By Liz Bruckner
The largest freshwater fish in Alberta, lake sturgeons have been around since the dinosaurs, can live upwards of 100 years, and are masters of obscurity. However, thanks to a small population that biologist’s credit to living so far north, the giant breed has become increasingly scarce, earning a threatened classification under Alberta’s Wildlife Act.
“Lake sturgeons are one of the biggest enigmas surrounding the North Saskatchewan River,” says Michael Short, host of Let’s Go Outdoors. “The catch-and-release law means they’re not as targeted as they’ve been in the past, but population estimates are low. Biologists believe the numbers fluctuate in the 1,000 range, which means, for the 500 kilometre stretch of the North Saskatchewan River, there are approximately two lake sturgeons per kilometre.”
With the potential to grow to over 100 pounds and between four and five feet long, one might assume spotting these enormous fish is a cinch. Not so. Lake sturgeon appear to be a cross between a shark, catfish and a torpedo, and are grayish on the top of the body and white along their belly. They have a shark-like tail, have rows of bony plates instead of scales, and are bottom feeders, which often makes catching them all the more challenging.

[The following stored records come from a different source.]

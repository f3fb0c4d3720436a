// SPDX-License-Identifier: MPL-2.0

//! Processing pipelines for photo and video capture
//!
//! Both pipelines consume an active [`CaptureSession`](crate::backends::camera::CaptureSession)
//! and produce an [`Artifact`](crate::artifact::Artifact) without interrupting
//! the live preview.
//!
//! ```text
//! ┌──────────────┐     ┌───────────────────┐     ┌──────────────┐
//! │ Camera Frame │ ──▶ │  Photo Pipeline   │ ──▶ │  image/jpeg  │
//! │   (RGBA)     │     │  - JPEG q=90      │     │   Artifact   │
//! └──────────────┘     └───────────────────┘     └──────────────┘
//!
//! ┌──────────────┐     ┌───────────────────┐     ┌──────────────┐
//! │ Recorder     │ ──▶ │  Video Pipeline   │ ──▶ │  video/webm  │
//! │ chunks       │     │  - ordered concat │     │   Artifact   │
//! └──────────────┘     └───────────────────┘     └──────────────┘
//! ```

pub mod photo;
pub mod video;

“Lake sturgeons are notoriously difficult to find, and they’re travellers. Radio telemetry indicates a fish tagged in Saskatchewan swam all the way west of Spruce Grove, logging over 900 kilometres,” Short says. Still, locating one isn’t impossible. “Anyone planning on fishing for lake sturgeon needs to be prepared as catching one is a two-person job. You’ll need heavy fishing gear – heavy lines, heavy rods, heavy nets – and should you catch one, ideally one person will have a large tarp already set up so the other person can place the fish on it for a photo.”

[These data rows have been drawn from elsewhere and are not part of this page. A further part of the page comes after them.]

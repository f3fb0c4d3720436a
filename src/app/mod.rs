// SPDX-License-Identifier: GPL-3.0-only

//! Application wiring
//!
//! [`AssetCaptureApp`] owns everything that outlives a single capture
//! surface: the artifact store, the upload ledger, the connectivity flag and
//! the sync engine observing it.
//!
//! ```text
//! CaptureSurface ──► SubmissionDesk ──► UploadLedger ◄── SyncEngine ◄── Connectivity
//! ```

pub mod capture_surface;
pub mod submissions;

pub use capture_surface::{CameraMode, CaptureSurface, Submission};
pub use submissions::SubmissionDesk;

use crate::backends::camera::{CaptureSession, MediaDevices, PreviewSink};
use crate::config::Config;
use crate::geolocation::{FixedLocation, GeolocationProvider, NoLocation};
use crate::notifications::NotificationSink;
use crate::pipelines::photo::{PhotoCapture, PhotoEncoder};
use crate::storage::ArtifactStore;
use crate::uploads::{Connectivity, SyncEngine, UploadLedger};
use std::sync::Arc;
use tracing::info;

pub struct AssetCaptureApp {
    config: Config,
    devices: Arc<dyn MediaDevices>,
    store: ArtifactStore,
    ledger: UploadLedger,
    connectivity: Connectivity,
    notifier: Arc<dyn NotificationSink>,
    desk: SubmissionDesk,
    sync: SyncEngine,
}

impl AssetCaptureApp {
    /// Wire up the app and start observing connectivity
    ///
    /// Must be called from within a tokio runtime. The location attached to
    /// uploads comes from `config.stub_location`.
    pub fn new(
        config: Config,
        devices: Arc<dyn MediaDevices>,
        notifier: Arc<dyn NotificationSink>,
    ) -> Self {
        let geolocation: Arc<dyn GeolocationProvider> = match config.stub_location {
            Some(coordinates) => Arc::new(FixedLocation(coordinates)),
            None => Arc::new(NoLocation),
        };
        Self::with_geolocation(config, devices, notifier, geolocation)
    }

    pub fn with_geolocation(
        config: Config,
        devices: Arc<dyn MediaDevices>,
        notifier: Arc<dyn NotificationSink>,
        geolocation: Arc<dyn GeolocationProvider>,
    ) -> Self {
        let online = !config.start_offline;
        let store = ArtifactStore::new();
        let ledger = UploadLedger::new();
        let connectivity = Connectivity::new(online);

        let desk = SubmissionDesk::new(
            ledger.clone(),
            connectivity.clone(),
            geolocation,
            Arc::clone(&notifier),
        );

        let sync = SyncEngine::new(
            ledger.clone(),
            config.sync_latency(),
            Arc::clone(&notifier),
            online,
        );
        sync.observe(connectivity.subscribe());

        info!(
            backend = devices.backend_name(),
            online,
            latency_ms = config.sync_latency_ms,
            "Asset capture app ready"
        );

        Self {
            config,
            devices,
            store,
            ledger,
            connectivity,
            notifier,
            desk,
            sync,
        }
    }

    /// A new capture surface with its own camera session
    pub fn capture_surface(&self, mode: CameraMode) -> CaptureSurface {
        self.build_surface(mode, None)
    }

    /// Like [`Self::capture_surface`], with a preview attached to the stream
    pub fn capture_surface_with_preview(
        &self,
        mode: CameraMode,
        preview: Arc<dyn PreviewSink>,
    ) -> CaptureSurface {
        self.build_surface(mode, Some(preview))
    }

    fn build_surface(&self, mode: CameraMode, preview: Option<Arc<dyn PreviewSink>>) -> CaptureSurface {
        let session = CaptureSession::new(Arc::clone(&self.devices));
        if let Some(preview) = preview {
            session.set_preview(preview);
        }

        let photo = PhotoCapture::with_encoder(
            self.store.clone(),
            PhotoEncoder::with_quality(self.config.jpeg_quality),
        );

        CaptureSurface::new(
            mode,
            self.config.constraints,
            session,
            photo,
            self.desk.clone(),
            self.store.clone(),
            Arc::clone(&self.notifier),
        )
    }

    /// Flip the connectivity flag. Returns true if it changed.
    pub fn set_online(&self, online: bool) -> bool {
        self.connectivity.set_online(online)
    }

    pub fn is_online(&self) -> bool {
        self.connectivity.is_online()
    }

    pub fn config(&self) -> &Config {
        &self.config
    }

    pub fn store(&self) -> &ArtifactStore {
        &self.store
    }

    pub fn ledger(&self) -> &UploadLedger {
        &self.ledger
    }

    pub fn connectivity(&self) -> &Connectivity {
        &self.connectivity
    }

    pub fn desk(&self) -> &SubmissionDesk {
        &self.desk
    }

    pub fn sync(&self) -> &SyncEngine {
        &self.sync
    }

    /// Stop syncing; an in-flight sync is discarded
    pub fn shutdown(&self) {
        self.sync.shutdown();
    }
}

impl std::fmt::Debug for AssetCaptureApp {
    fn fmt(&self, f: &mut std::fmt::Formatter<'_>) -> std::fmt::Result {
        f.debug_struct("AssetCaptureApp")
            .field("backend", &self.devices.backend_name())
            .field("connectivity", &self.connectivity)
            .field("ledger", &self.ledger)
            .field("sync", &self.sync)
            .finish()
    }
}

Short cautions that handling a large fish is not advised since attempts to lift and turn it can damage its internal organs. “The same approach is suggested when it comes to touching its eyes or gills; avoidance is best since unintentional damage could be inflicted.”

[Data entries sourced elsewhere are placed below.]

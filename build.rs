// SPDX-License-Identifier: GPL-3.0-only

use std::process::Command;

fn main() {
    println!("cargo::rerun-if-changed=.git/HEAD");
    println!("cargo::rerun-if-env-changed=ASSET_CAPTURE_VERSION");

    // Packaged builds pin the version explicitly
    let version = std::env::var("ASSET_CAPTURE_VERSION")
        .ok()
        .or_else(describe_head)
        .unwrap_or_else(env_version);

    println!("cargo::rustc-env=BUILD_VERSION={}", version);
}

fn env_version() -> String {
    std::env::var("CARGO_PKG_VERSION").unwrap_or_else(|_| "0.0.0".to_string())
}

/// `git describe` output with the leading `v` removed, e.g. "0.1.0-3-gabcdef1"
fn describe_head() -> Option<String> {
    let output = Command::new("git")
        .args(["describe", "--tags", "--always", "--match", "v*"])
        .output()
        .ok()?;

    if !output.status.success() {
        return None;
    }

    let described = String::from_utf8_lossy(&output.stdout).trim().to_string();
    if described.is_empty() {
        return None;
    }

    // A bare commit hash means no release tag exists yet
    if !described.starts_with('v') {
        return Some(format!("{}-{}", env_version(), described));
    }

    Some(described.trim_start_matches('v').to_string())
}
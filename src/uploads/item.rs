// SPDX-License-Identifier: GPL-3.0-only

//! Upload records

use crate::artifact::ArtifactKind;
use crate::geolocation::Coordinates;
use chrono::NaiveDate;
use serde::{Deserialize, Serialize};

/// Verification status of an upload
///
/// `Verified` and `Approved` are labels assigned by external reviewers; the
/// pipeline itself only ever sets `Pending` (offline or freshly synced) and
/// `Verified` (submitted while online).
#[derive(Debug, Clone, Copy, PartialEq, Eq, Serialize, Deserialize)]
#[serde(rename_all = "lowercase")]
pub enum UploadStatus {
    Pending,
    Verified,
    Approved,
}

impl std::fmt::Display for UploadStatus {
    fn fmt(&self, f: &mut std::fmt::Formatter<'_>) -> std::fmt::Result {
        match self {
            UploadStatus::Pending => write!(f, "pending"),
            UploadStatus::Verified => write!(f, "verified"),
            UploadStatus::Approved => write!(f, "approved"),
        }
    }
}

/// A submitted artifact's verification record
///
/// Field order is the export order: `id, kind, createdAt, status, label, location`.
#[derive(Debug, Clone, PartialEq, Serialize, Deserialize)]
#[serde(rename_all = "camelCase")]
pub struct UploadItem {
    pub id: u64,
    pub kind: ArtifactKind,
    pub created_at: NaiveDate,
    pub status: UploadStatus,
    pub label: String,
    pub location: Option<Coordinates>,
}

Game fishers looking to hook a sturgeon in the North Saskatchewan River have the best chance during summer months, and Short adds that fish and wildlife officers are on watch to ensure that once caught, fish go back into the water. (Alberta Fish and Wildlife is also available by phone to help anglers determine the approximate weight of a sturgeon based on its length.)
“What’s important to remember is that the North Saskatchewan River is the most northern range for this species of fish, and while places like Wisconsin log 200 lake sturgeon per mile, our waters house just two per kilometre. The bottom line is, this variety of fish is an endangered species and anglers need to treat the fish with a great deal of respect.”